● Assignment
A verbatim repeat of the records beneath this line is needed.
*****
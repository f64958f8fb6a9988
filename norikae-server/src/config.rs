//! Server configuration from environment variables.

use std::net::SocketAddr;

use crate::network::{DEFAULT_NETWORK_URL, NetworkClientConfig};

/// Listen address.
pub const ADDR_VAR: &str = "NORIKAE_ADDR";
/// Transit feed URL.
pub const NETWORK_URL_VAR: &str = "NORIKAE_NETWORK_URL";
/// Transit feed timeout in seconds.
pub const FETCH_TIMEOUT_VAR: &str = "NORIKAE_FETCH_TIMEOUT_SECS";
/// Directory served under `/static`.
pub const STATIC_DIR_VAR: &str = "NORIKAE_STATIC_DIR";

const DEFAULT_ADDR: &str = "127.0.0.1:3000";
const DEFAULT_STATIC_DIR: &str = "static";

/// Errors from reading configuration.
#[derive(Debug, Clone, PartialEq, Eq, thiserror::Error)]
pub enum ConfigError {
    /// A variable was set but could not be parsed
    #[error("invalid {var}={value:?}: {reason}")]
    Invalid {
        var: &'static str,
        value: String,
        reason: String,
    },
}

/// Complete server configuration.
#[derive(Debug, Clone)]
pub struct AppConfig {
    pub addr: SocketAddr,
    pub network: NetworkClientConfig,
    pub static_dir: String,
}

impl AppConfig {
    /// Read configuration from the process environment.
    pub fn from_env() -> Result<Self, ConfigError> {
        Self::from_lookup(|var| std::env::var(var).ok())
    }

    /// Read configuration through `lookup`.
    ///
    /// Unset or empty variables fall back to their defaults.
    pub fn from_lookup(lookup: impl Fn(&str) -> Option<String>) -> Result<Self, ConfigError> {
        let get = |var: &str| lookup(var).filter(|v| !v.is_empty());

        let addr_value = get(ADDR_VAR).unwrap_or_else(|| DEFAULT_ADDR.to_string());
        let addr = addr_value
            .parse::<SocketAddr>()
            .map_err(|e| ConfigError::Invalid {
                var: ADDR_VAR,
                value: addr_value.clone(),
                reason: e.to_string(),
            })?;

        let mut network = NetworkClientConfig::new(
            get(NETWORK_URL_VAR).unwrap_or_else(|| DEFAULT_NETWORK_URL.to_string()),
        );

        if let Some(value) = get(FETCH_TIMEOUT_VAR) {
            let secs = value.parse::<u64>().map_err(|e| ConfigError::Invalid {
                var: FETCH_TIMEOUT_VAR,
                value: value.clone(),
                reason: e.to_string(),
            })?;
            if secs == 0 {
                return Err(ConfigError::Invalid {
                    var: FETCH_TIMEOUT_VAR,
                    value,
                    reason: "must be at least 1 second".to_string(),
                });
            }
            network = network.with_timeout(secs);
        }

        let static_dir = get(STATIC_DIR_VAR).unwrap_or_else(|| DEFAULT_STATIC_DIR.to_string());

        Ok(Self {
            addr,
            network,
            static_dir,
        })
    }
}

impl Default for AppConfig {
    fn default() -> Self {
        Self {
            addr: SocketAddr::from(([127, 0, 0, 1], 3000)),
            network: NetworkClientConfig::default(),
            static_dir: DEFAULT_STATIC_DIR.to_string(),
        }
    }
}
*****
● Written answer
repository f64958f8fb6a9988
filename norikae-server/src/config.rs
//! Server configuration from environment variables.

use std::net::SocketAddr;

use crate::network::{DEFAULT_NETWORK_URL, NetworkClientConfig};

/// Listen address.
pub const ADDR_VAR: &str = "NORIKAE_ADDR";
/// Transit feed URL.
pub const NETWORK_URL_VAR: &str = "NORIKAE_NETWORK_URL";
/// Transit feed timeout in seconds.
pub const FETCH_TIMEOUT_VAR: &str = "NORIKAE_FETCH_TIMEOUT_SECS";
/// Directory served under `/static`.
pub const STATIC_DIR_VAR: &str = "NORIKAE_STATIC_DIR";

const DEFAULT_ADDR: &str = "127.0.0.1:3000";
const DEFAULT_STATIC_DIR: &str = "static";

/// Errors from reading configuration.
#[derive(Debug, Clone, PartialEq, Eq, thiserror::Error)]
pub enum ConfigError {
    /// A variable was set but could not be parsed
    #[error("invalid {var}={value:?}: {reason}")]
    Invalid {
        var: &'static str,
        value: String,
        reason: String,
    },
}

/// Complete server configuration.
#[derive(Debug, Clone)]
pub struct AppConfig {
    pub addr: SocketAddr,
    pub network: NetworkClientConfig,
    pub static_dir: String,
}

impl AppConfig {
    /// Read configuration from the process environment.
    pub fn from_env() -> Result<Self, ConfigError> {
        Self::from_lookup(|var| std::env::var(var).ok())
    }

    /// Read configuration through `lookup`.
    ///
    /// Unset or empty variables fall back to their defaults.
    pub fn from_lookup(lookup: impl Fn(&str) -> Option<String>) -> Result<Self, ConfigError> {
        let get = |var: &str| lookup(var).filter(|v| !v.is_empty());

        let addr_value = get(ADDR_VAR).unwrap_or_else(|| DEFAULT_ADDR.to_string());
        let addr = addr_value
            .parse::<SocketAddr>()
            .map_err(|e| ConfigError::Invalid {
                var: ADDR_VAR,
                value: addr_value.clone(),
                reason: e.to_string(),
            })?;

        let mut network = NetworkClientConfig::new(
            get(NETWORK_URL_VAR).unwrap_or_else(|| DEFAULT_NETWORK_URL.to_string()),
        );

        if let Some(value) = get(FETCH_TIMEOUT_VAR) {
            let secs = value.parse::<u64>().map_err(|e| ConfigError::Invalid {
                var: FETCH_TIMEOUT_VAR,
                value: value.clone(),
                reason: e.to_string(),
            })?;
            if secs == 0 {
                return Err(ConfigError::Invalid {
                    var: FETCH_TIMEOUT_VAR,
                    value,
                    reason: "must be at least 1 second".to_string(),
                });
            }
            network = network.with_timeout(secs);
        }

        let static_dir = get(STATIC_DIR_VAR).unwrap_or_else(|| DEFAULT_STATIC_DIR.to_string());

        Ok(Self {
            addr,
            network,
            static_dir,
        })
    }
}

impl Default for AppConfig {
    fn default() -> Self {
        Self {
            addr: SocketAddr::from(([127, 0, 0, 1], 3000)),
            network: NetworkClientConfig::default(),
            static_dir: DEFAULT_STATIC_DIR.to_string(),
        }
    }
}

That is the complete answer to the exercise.